Your translation is basically correct. I have to admit the subtitle isn’t really related to the blog – it’s just a reference to something amusing I found once, but in English. Not of major concern.

I don’t think I want to “punk” you. Your question is difficult because it has to employ two of my controversial ideas. And I think the probability of two controversial ideas being true is less than just one! But the answer would have something to do with the Penultimate (P). So 1 – 0.999… would perhaps be best represented by 0.000…1, where the notation “…” is identified with P decimal places.

November 17, 2008 at 6:29 pm

Hm, interesting. How would 10 times this difference be represented?

November 17, 2008 at 7:21 pm

Well, how would 10 times an infinitely small difference be represented? Symbolically with notation – not with an actual number. So it would start out as something like 10(0.000…1). The answer would be interesting, because it would involve P-1 decimal places.

November 26, 2008 at 8:10 pm

Well, you might want to think carefully just what you mean by “P” and “P-1”. It certainly looks to me as if P is your term for the first infinite ordinal (if you happen to what ordinals are). Is that true? Do you then know what you mean by P-1?

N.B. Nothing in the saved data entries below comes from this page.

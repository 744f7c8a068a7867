mod common;

use chrono::{Duration, Utc};
use serde_json::json;
use uuid::Uuid;

use settlement_core::domain::{PaymentPurpose, TransactionStatus, VirtualAccountStatus};
use settlement_core::gateway::units::AmountUnit;
use settlement_core::gateway::GatewayError;
use settlement_core::services::virtual_accounts::{CreateDepositRequest, VirtualAccountError};
use settlement_core::services::ApplyOutcome;
use settlement_core::webhook::{AuthenticatedWebhook, EventKind};

use common::harness;

fn request(user_id: Uuid, amount: i64) -> CreateDepositRequest {
    CreateDepositRequest {
        user_id,
        expected_amount: amount,
        duration: Duration::minutes(30),
        customer_name: "Ada Obi".to_string(),
        purpose: PaymentPurpose::WalletTopUp,
    }
}

fn deposit_hook(data: serde_json::Value) -> AuthenticatedWebhook {
    AuthenticatedWebhook {
        event: EventKind::DepositSuccess,
        data: data.as_object().cloned().unwrap(),
        nonce: Uuid::new_v4().to_string(),
    }
}

#[tokio::test]
async fn test_create_issues_account_and_pending_deposit() {
    let h = harness();
    let user = Uuid::new_v4();
    let now = Utc::now();

    let account = h
        .services
        .virtual_accounts
        .create(request(user, 150_000), now)
        .await
        .unwrap();
    assert_eq!(account.status, VirtualAccountStatus::Pending);
    assert_eq!(account.expires_at, now + Duration::minutes(30));
    assert!(account.account_number.starts_with("99"));

    let tx = h.services.ledger.get(&account.reference).await.unwrap();
    assert_eq!(tx.status, TransactionStatus::Pending);
    assert_eq!(tx.amount, 150_000);
}

#[tokio::test]
async fn test_deposit_webhook_credits_wallet_and_settles_account() {
    let h = harness();
    let user = Uuid::new_v4();
    let now = Utc::now();
    let account = h
        .services
        .virtual_accounts
        .create(request(user, 150_000), now)
        .await
        .unwrap();

    let hook = deposit_hook(json!({
        "reference": account.reference,
        "amount": 150000,
        "senderName": "ADA OBI",
    }));
    let outcome = h
        .services
        .handle_webhook(&hook, AmountUnit::Minor, now)
        .await
        .unwrap();
    assert!(matches!(outcome, ApplyOutcome::Applied(_)));
    assert_eq!(h.available(user).await, 150_000);

    let account = h
        .services
        .virtual_accounts
        .get(&account.reference, now)
        .await
        .unwrap();
    assert_eq!(account.status, VirtualAccountStatus::Success);
    assert_eq!(account.deposited_amount, Some(150_000));
    assert_eq!(account.sender_name.as_deref(), Some("ADA OBI"));
}

#[tokio::test]
async fn test_deposit_webhook_resolves_by_account_number() {
    let h = harness();
    let user = Uuid::new_v4();
    let now = Utc::now();
    let account = h
        .services
        .virtual_accounts
        .create(request(user, 20_000), now)
        .await
        .unwrap();

    let hook = deposit_hook(json!({
        "accountNumber": account.account_number,
        "amount": 20000,
    }));
    h.services
        .handle_webhook(&hook, AmountUnit::Minor, now)
        .await
        .unwrap();
    assert_eq!(h.available(user).await, 20_000);
}

#[tokio::test]
async fn test_short_deposit_mirrors_mismatch_onto_account() {
    let h = harness();
    let user = Uuid::new_v4();
    let now = Utc::now();
    let account = h
        .services
        .virtual_accounts
        .create(request(user, 150_000), now)
        .await
        .unwrap();

    let hook = deposit_hook(json!({ "reference": account.reference, "amount": 100000 }));
    h.services
        .handle_webhook(&hook, AmountUnit::Minor, now)
        .await
        .unwrap();
    let stored = h
        .services
        .virtual_accounts
        .get(&account.reference, now)
        .await
        .unwrap();
    assert_eq!(stored.status, VirtualAccountStatus::Mismatch);
    assert_eq!(h.available(user).await, 0);

    let reviewed = h
        .services
        .virtual_accounts
        .review_mismatch(&account.reference, false, None, now)
        .await
        .unwrap();
    assert_eq!(reviewed.status, VirtualAccountStatus::Failed);
    assert_eq!(h.available(user).await, 0);
}

#[tokio::test]
async fn test_quota_limits_active_accounts() {
    let h = harness();
    let user = Uuid::new_v4();
    let now = Utc::now();
    for _ in 0..5 {
        h.services
            .virtual_accounts
            .create(request(user, 10_000), now)
            .await
            .unwrap();
    }

    let err = h
        .services
        .virtual_accounts
        .create(request(user, 10_000), now)
        .await
        .unwrap_err();
    assert!(matches!(
        err,
        VirtualAccountError::QuotaExceeded { active: 5, limit: 5 }
    ));

    // Another user is unaffected.
    h.services
        .virtual_accounts
        .create(request(Uuid::new_v4(), 10_000), now)
        .await
        .unwrap();
}

#[tokio::test]
async fn test_expired_accounts_free_the_quota() {
    let h = harness();
    let user = Uuid::new_v4();
    let now = Utc::now();
    for _ in 0..5 {
        h.services
            .virtual_accounts
            .create(request(user, 10_000), now)
            .await
            .unwrap();
    }

    let later = now + Duration::hours(1);
    let report = h.services.virtual_accounts.expire_overdue(later).await.unwrap();
    assert_eq!(report.examined, 5);
    assert_eq!(report.expired, 5);
    assert_eq!(h.services.virtual_accounts.count_active(user, later).await.unwrap(), 0);

    h.services
        .virtual_accounts
        .create(request(user, 10_000), later)
        .await
        .unwrap();
}

#[tokio::test]
async fn test_duration_outside_bounds_is_rejected() {
    let h = harness();
    let mut short = request(Uuid::new_v4(), 10_000);
    short.duration = Duration::minutes(5);
    let err = h
        .services
        .virtual_accounts
        .create(short, Utc::now())
        .await
        .unwrap_err();
    assert!(matches!(err, VirtualAccountError::Validation(_)));
}

#[tokio::test]
async fn test_gateway_failure_creates_nothing() {
    let h = harness();
    let user = Uuid::new_v4();
    h.gateway
        .fail_deposit_accounts(GatewayError::transient("unavailable", "503"));

    let err = h
        .services
        .virtual_accounts
        .create(request(user, 10_000), Utc::now())
        .await
        .unwrap_err();
    assert!(matches!(err, VirtualAccountError::Gateway(_)));
    assert_eq!(
        h.services
            .virtual_accounts
            .count_active(user, Utc::now())
            .await
            .unwrap(),
        0
    );
}

#[tokio::test]
async fn test_poll_settles_pending_account() {
    let h = harness();
    let user = Uuid::new_v4();
    let now = Utc::now();
    let account = h
        .services
        .virtual_accounts
        .create(request(user, 30_000), now)
        .await
        .unwrap();
    h.gateway.answer_verify(
        &account.reference,
        settlement_core::domain::ObservedStatus::Success,
        Some(30_000),
    );

    let polled = h
        .services
        .virtual_accounts
        .check_status(&account.reference, now)
        .await
        .unwrap();
    assert_eq!(polled.status, VirtualAccountStatus::Success);
    assert_eq!(h.available(user).await, 30_000);
}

It can be fun to play Games with Numbers as you seem to be trying to do; the Field is far richer than you can imagine. But generations of mathematicians have thought very carefully about how the standard real numbers work at a fundamental level, and I assure you that whatever you are trying to invent, with flights of fancy about the Pth decimal place and so on, it is not the system of standard real numbers. And until you understand why not, you will not be taken seriously. [I’m not saying your efforts to invent an internally consistent system are doomed to failure — just that you are inventing something else besides what are conventionally called the standard real numbers.]

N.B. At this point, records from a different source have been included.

//! Delivery of settlement events to the entitlement collaborator.
//!
//! Events are written to the outbox inside the ledger transition that produced them, then
//! delivered once inline. Anything that fails is picked up again by `dispatch_due` with
//! exponential backoff until it lands or is dead-lettered.

use async_trait::async_trait;
use chrono::{DateTime, Duration, Utc};
use reqwest::Client;
use std::sync::Arc;
use thiserror::Error;

use crate::domain::{EntitlementJob, SettlementEvent};
use crate::ports::{OutboxRepository, RepositoryError};
use crate::webhook::authenticator::sign;

pub const SIGNATURE_HEADER: &str = "x-settlement-signature";
pub const EVENT_HEADER: &str = "x-settlement-event";
pub const IDEMPOTENCY_HEADER: &str = "idempotency-key";

#[derive(Debug, Clone, Error)]
#[error("entitlement delivery failed: {0}")]
pub struct SinkError(pub String);

#[async_trait]
pub trait EntitlementSink: Send + Sync {
    /// `key` is stable across retries of the same event.
    async fn deliver(&self, key: &str, event: &SettlementEvent) -> Result<(), SinkError>;
}

/// Posts events as signed JSON to the entitlement service.
pub struct HttpEntitlementSink {
    client: Client,
    url: String,
    secret: Option<String>,
}

impl HttpEntitlementSink {
    pub fn new(
        url: impl Into<String>,
        secret: Option<String>,
        timeout: std::time::Duration,
    ) -> Result<Self, SinkError> {
        let client = Client::builder()
            .timeout(timeout)
            .build()
            .map_err(|e| SinkError(e.to_string()))?;
        Ok(Self {
            client,
            url: url.into(),
            secret,
        })
    }
}

#[async_trait]
impl EntitlementSink for HttpEntitlementSink {
    async fn deliver(&self, key: &str, event: &SettlementEvent) -> Result<(), SinkError> {
        let body = serde_json::to_vec(event).map_err(|e| SinkError(e.to_string()))?;
        let mut request = self
            .client
            .post(&self.url)
            .header(reqwest::header::CONTENT_TYPE, "application/json")
            .header(EVENT_HEADER, event.name())
            .header(IDEMPOTENCY_HEADER, key);
        if let Some(secret) = &self.secret {
            let signature =
                sign(secret.as_bytes(), &body).map_err(|e| SinkError(e.to_string()))?;
            request = request.header(SIGNATURE_HEADER, signature);
        }

        let response = request
            .body(body)
            .send()
            .await
            .map_err(|e| SinkError(e.to_string()))?;
        if response.status().is_success() {
            Ok(())
        } else {
            Err(SinkError(format!(
                "entitlement service answered {}",
                response.status()
            )))
        }
    }
}

/// Used when no entitlement service is configured.
pub struct LoggingEntitlementSink;

#[async_trait]
impl EntitlementSink for LoggingEntitlementSink {
    async fn deliver(&self, key: &str, event: &SettlementEvent) -> Result<(), SinkError> {
        tracing::info!(
            key,
            event = event.name(),
            reference = event.reference(),
            "entitlement event (no sink configured)"
        );
        Ok(())
    }
}

#[derive(Debug, Clone, Copy)]
pub struct EntitlementPolicy {
    pub max_attempts: u32,
    pub base_delay: Duration,
    pub max_delay: Duration,
    /// How long an inline delivery owns a fresh job before the retry loop may take it.
    pub lease: Duration,
    pub delivery_timeout: std::time::Duration,
    pub batch_size: i64,
}

impl Default for EntitlementPolicy {
    fn default() -> Self {
        Self {
            max_attempts: 8,
            base_delay: Duration::seconds(30),
            max_delay: Duration::hours(1),
            lease: Duration::minutes(2),
            delivery_timeout: std::time::Duration::from_secs(5),
            batch_size: 100,
        }
    }
}

#[derive(Debug, Clone, Default, PartialEq, Eq, serde::Serialize)]
pub struct DispatchReport {
    pub claimed: usize,
    pub delivered: usize,
    pub rescheduled: usize,
    pub dead: usize,
}

enum Delivery {
    Delivered,
    Rescheduled,
    Dead,
}

pub struct EntitlementDispatcher {
    outbox: Arc<dyn OutboxRepository>,
    sink: Arc<dyn EntitlementSink>,
    policy: EntitlementPolicy,
}

impl EntitlementDispatcher {
    pub fn new(
        outbox: Arc<dyn OutboxRepository>,
        sink: Arc<dyn EntitlementSink>,
        policy: EntitlementPolicy,
    ) -> Self {
        Self {
            outbox,
            sink,
            policy,
        }
    }

    /// Outbox row for an event produced at `now`, leased to the inline delivery.
    pub fn job_for(&self, event: SettlementEvent, now: DateTime<Utc>) -> EntitlementJob {
        EntitlementJob::new(event, now + self.policy.lease)
    }

    /// Best-effort delivery right after the ledger commit. Failures stay in the outbox.
    pub async fn deliver_now(&self, job: &EntitlementJob) {
        if let Err(e) = self.attempt(job, Utc::now()).await {
            tracing::error!(
                job_id = %job.id,
                reference = %job.reference,
                "failed to record entitlement delivery: {}",
                e
            );
        }
    }

    /// Retry every job whose lease has run out.
    pub async fn dispatch_due(&self, now: DateTime<Utc>) -> Result<DispatchReport, RepositoryError> {
        let jobs = self
            .outbox
            .claim_due(now, self.policy.lease, self.policy.batch_size)
            .await?;
        let mut report = DispatchReport {
            claimed: jobs.len(),
            ..DispatchReport::default()
        };
        for job in &jobs {
            match self.attempt(job, now).await? {
                Delivery::Delivered => report.delivered += 1,
                Delivery::Rescheduled => report.rescheduled += 1,
                Delivery::Dead => report.dead += 1,
            }
        }
        if report.claimed > 0 {
            tracing::info!(
                claimed = report.claimed,
                delivered = report.delivered,
                rescheduled = report.rescheduled,
                dead = report.dead,
                "entitlement retry pass finished"
            );
        }
        Ok(report)
    }

    pub async fn jobs_for_reference(
        &self,
        reference: &str,
    ) -> Result<Vec<EntitlementJob>, RepositoryError> {
        self.outbox.jobs_for_reference(reference).await
    }

    /// Delay before retry number `attempts`: `base * 2^(attempts-1)`, capped.
    pub fn backoff(&self, attempts: u32) -> Duration {
        let exponent = attempts.saturating_sub(1).min(20);
        let delay = self.policy.base_delay * 2i32.pow(exponent);
        delay.min(self.policy.max_delay)
    }

    async fn attempt(
        &self,
        job: &EntitlementJob,
        now: DateTime<Utc>,
    ) -> Result<Delivery, RepositoryError> {
        let attempts = job.attempts + 1;
        let key = job.id.to_string();
        let result = match tokio::time::timeout(
            self.policy.delivery_timeout,
            self.sink.deliver(&key, &job.event),
        )
        .await
        {
            Ok(result) => result,
            Err(_) => Err(SinkError("delivery timed out".to_string())),
        };

        match result {
            Ok(()) => {
                self.outbox.mark_delivered(job.id, attempts).await?;
                tracing::info!(
                    reference = %job.reference,
                    event = job.event.name(),
                    attempts,
                    "entitlement event delivered"
                );
                Ok(Delivery::Delivered)
            }
            Err(e) if attempts >= self.policy.max_attempts => {
                self.outbox.mark_dead(job.id, attempts, &e.0).await?;
                tracing::error!(
                    reference = %job.reference,
                    event = job.event.name(),
                    attempts,
                    "entitlement event dead-lettered: {}",
                    e
                );
                Ok(Delivery::Dead)
            }
            Err(e) => {
                let due_at = now + self.backoff(attempts);
                self.outbox.reschedule(job.id, attempts, due_at, &e.0).await?;
                tracing::warn!(
                    reference = %job.reference,
                    event = job.event.name(),
                    attempts,
                    %due_at,
                    "entitlement delivery failed, will retry: {}",
                    e
                );
                Ok(Delivery::Rescheduled)
            }
        }
    }
}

You have your own sandbox to play in — have fun! But for now, further comments on your plaything are closed — life is short, and people are busy with other things. Best wishes, etc.

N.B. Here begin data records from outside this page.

use axum::http::{HeaderMap, StatusCode};
use chrono::{DateTime, Duration, Utc};
use hmac::{Hmac, Mac};
use sha2::Sha256;
use std::net::IpAddr;
use std::sync::Arc;
use thiserror::Error;

use super::nonce::NonceStore;
use super::payload::{AuthenticatedWebhook, EventKind, RawEnvelope};
use super::source_ip;
use crate::config::AllowedIps;

type HmacSha256 = Hmac<Sha256>;

pub const SIGNATURE_HEADER: &str = "x-gateway-signature";
pub const TIMESTAMP_HEADER: &str = "x-gateway-timestamp";
pub const NONCE_HEADER: &str = "x-gateway-nonce";

const MAX_NONCE_LEN: usize = 128;

#[derive(Debug, Clone, PartialEq, Eq, Error)]
pub enum WebhookRejection {
    #[error("source ip {0:?} is not allowed")]
    IpNotAllowed(Option<IpAddr>),
    #[error("missing header {0}")]
    MissingHeader(&'static str),
    #[error("malformed header {0}")]
    MalformedHeader(&'static str),
    #[error("timestamp outside freshness window ({skew_secs}s skew)")]
    StaleTimestamp { skew_secs: i64 },
    #[error("nonce already used")]
    ReplayDetected,
    #[error("signature mismatch")]
    InvalidSignature,
    #[error("invalid payload: {0}")]
    InvalidPayload(String),
    #[error("event {0} is not accepted")]
    UnknownEvent(String),
    #[error("nonce store unavailable: {0}")]
    StoreUnavailable(String),
    #[error("webhook secret is not usable")]
    Misconfigured,
}

impl WebhookRejection {
    pub fn status_code(&self) -> StatusCode {
        match self {
            WebhookRejection::IpNotAllowed(_) => StatusCode::FORBIDDEN,
            WebhookRejection::MissingHeader(_)
            | WebhookRejection::MalformedHeader(_)
            | WebhookRejection::InvalidPayload(_) => StatusCode::BAD_REQUEST,
            WebhookRejection::StaleTimestamp { .. } | WebhookRejection::InvalidSignature => {
                StatusCode::UNAUTHORIZED
            }
            WebhookRejection::ReplayDetected => StatusCode::CONFLICT,
            WebhookRejection::UnknownEvent(_) => StatusCode::UNPROCESSABLE_ENTITY,
            WebhookRejection::StoreUnavailable(_) => StatusCode::SERVICE_UNAVAILABLE,
            WebhookRejection::Misconfigured => StatusCode::INTERNAL_SERVER_ERROR,
        }
    }

    pub fn reason(&self) -> &'static str {
        match self {
            WebhookRejection::IpNotAllowed(_) => "ip_not_allowed",
            WebhookRejection::MissingHeader(_) => "missing_header",
            WebhookRejection::MalformedHeader(_) => "malformed_header",
            WebhookRejection::StaleTimestamp { .. } => "stale_timestamp",
            WebhookRejection::ReplayDetected => "replay_detected",
            WebhookRejection::InvalidSignature => "invalid_signature",
            WebhookRejection::InvalidPayload(_) => "invalid_payload",
            WebhookRejection::UnknownEvent(_) => "unknown_event",
            WebhookRejection::StoreUnavailable(_) => "store_unavailable",
            WebhookRejection::Misconfigured => "misconfigured",
        }
    }
}

/// Validates inbound gateway notifications before any business logic runs.
///
/// Checks run in a fixed order and stop at the first failure: source ip, timestamp
/// freshness, nonce reuse, HMAC signature over the raw body, then payload shape. The nonce
/// is only recorded once the signature has verified.
#[derive(Clone)]
pub struct WebhookAuthenticator {
    secret: Vec<u8>,
    allowed_ips: AllowedIps,
    trusted_proxy_depth: usize,
    tolerance: Duration,
    nonce_store: Arc<dyn NonceStore>,
}

impl WebhookAuthenticator {
    pub fn new(
        secret: impl Into<Vec<u8>>,
        allowed_ips: AllowedIps,
        trusted_proxy_depth: usize,
        tolerance_secs: i64,
        nonce_store: Arc<dyn NonceStore>,
    ) -> Self {
        Self {
            secret: secret.into(),
            allowed_ips,
            trusted_proxy_depth,
            tolerance: Duration::seconds(tolerance_secs),
            nonce_store,
        }
    }

    pub async fn authenticate(
        &self,
        headers: &HeaderMap,
        body: &[u8],
        peer: Option<IpAddr>,
        now: DateTime<Utc>,
    ) -> Result<AuthenticatedWebhook, WebhookRejection> {
        let client_ip = source_ip::client_ip(headers, peer, self.trusted_proxy_depth);
        if !source_ip::is_allowed(client_ip, &self.allowed_ips) {
            return Err(WebhookRejection::IpNotAllowed(client_ip));
        }

        let timestamp = header(headers, TIMESTAMP_HEADER)?
            .parse::<i64>()
            .map_err(|_| WebhookRejection::MalformedHeader(TIMESTAMP_HEADER))?;
        let skew_secs = now.timestamp() - timestamp;
        if skew_secs.abs() > self.tolerance.num_seconds() {
            return Err(WebhookRejection::StaleTimestamp { skew_secs });
        }

        let nonce = header(headers, NONCE_HEADER)?;
        if nonce.len() > MAX_NONCE_LEN {
            return Err(WebhookRejection::MalformedHeader(NONCE_HEADER));
        }
        if self
            .nonce_store
            .seen(nonce)
            .await
            .map_err(|e| WebhookRejection::StoreUnavailable(e.0))?
        {
            return Err(WebhookRejection::ReplayDetected);
        }

        let signature = header(headers, SIGNATURE_HEADER)?;
        self.verify_signature(body, signature)?;

        let ttl = (self.tolerance * 2)
            .to_std()
            .unwrap_or(std::time::Duration::from_secs(600));
        let recorded = self
            .nonce_store
            .record(nonce, ttl)
            .await
            .map_err(|e| WebhookRejection::StoreUnavailable(e.0))?;
        if !recorded {
            return Err(WebhookRejection::ReplayDetected);
        }

        let envelope: RawEnvelope = serde_json::from_slice(body)
            .map_err(|e| WebhookRejection::InvalidPayload(e.to_string()))?;
        let raw_event = envelope
            .event
            .ok_or_else(|| WebhookRejection::InvalidPayload("event is required".to_string()))?;
        let event = EventKind::parse(&raw_event)
            .ok_or_else(|| WebhookRejection::UnknownEvent(raw_event.clone()))?;
        let data = match envelope.data {
            Some(serde_json::Value::Object(data)) => data,
            _ => {
                return Err(WebhookRejection::InvalidPayload(
                    "data must be an object".to_string(),
                ))
            }
        };

        Ok(AuthenticatedWebhook {
            event,
            data,
            nonce: nonce.to_string(),
        })
    }

    /// Verify the signature using constant-time comparison
    fn verify_signature(&self, body: &[u8], signature_header: &str) -> Result<(), WebhookRejection> {
        let hex_signature = signature_header
            .strip_prefix("sha256=")
            .unwrap_or(signature_header);
        let expected_signature = hex::decode(hex_signature)
            .map_err(|_| WebhookRejection::MalformedHeader(SIGNATURE_HEADER))?;

        let mut mac =
            HmacSha256::new_from_slice(&self.secret).map_err(|_| WebhookRejection::Misconfigured)?;
        mac.update(body);
        mac.verify_slice(&expected_signature)
            .map_err(|_| WebhookRejection::InvalidSignature)
    }
}

fn header<'a>(headers: &'a HeaderMap, name: &'static str) -> Result<&'a str, WebhookRejection> {
    let value = headers
        .get(name)
        .ok_or(WebhookRejection::MissingHeader(name))?
        .to_str()
        .map_err(|_| WebhookRejection::MalformedHeader(name))?
        .trim();
    if value.is_empty() {
        return Err(WebhookRejection::MissingHeader(name));
    }
    Ok(value)
}

/// Hex HMAC-SHA256 of `body`, as the gateway sends it.
pub fn sign(secret: &[u8], body: &[u8]) -> Result<String, hmac::digest::InvalidLength> {
    let mut mac = HmacSha256::new_from_slice(secret)?;
    mac.update(body);
    Ok(hex::encode(mac.finalize().into_bytes()))
}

December 5, 2008 at 11:12 pm

I hope you guys post something new soon!

December 24, 2008 at 5:35 pm

You haven’t made a post in forever! I have been waiting. This is now an abnormally long time before posting for you both!

JHanson

I’m certain notedscholar is a parodist. In a recent post, he argued that because you can’t step on a bear and kill it therefore bears can’t become extinct. And because dinosaurs are even bigger than bears and thus even harder to make extinct, therefore dinosaurs could not have gone extinct. I cannot accept that such a stupendously dumb argument could be made by a non-parodist.

December 25, 2008 at 12:43 am

December 26, 2008 at 2:01 pm

JHanson: not only a parodist, but a personally-appointed leveller of personal attacks at Todd, Vishal, and myself. Consider, for example, his recent comment at Rigorous Trivialities.

December 26, 2008 at 6:36 pm

I honestly think the evidence (for whether he’s a parodist) can be read either way. In the post you mention, JHanson, I mean, yeah, the argument about stepping on a bear is of course really stupid, but then he goes on to say that the conclusion that dinosaurs were not extinctified (his coinage) is also clearly implausible.

One reason it’s hard for me to read him as a parodist is because I don’t find the presumptive parody at all amusing or entertaining — and normally I enjoy that kind of thing. If you ask me, he’s more of an annoyance than anything else. That I imagine is the way most bloggers regard him.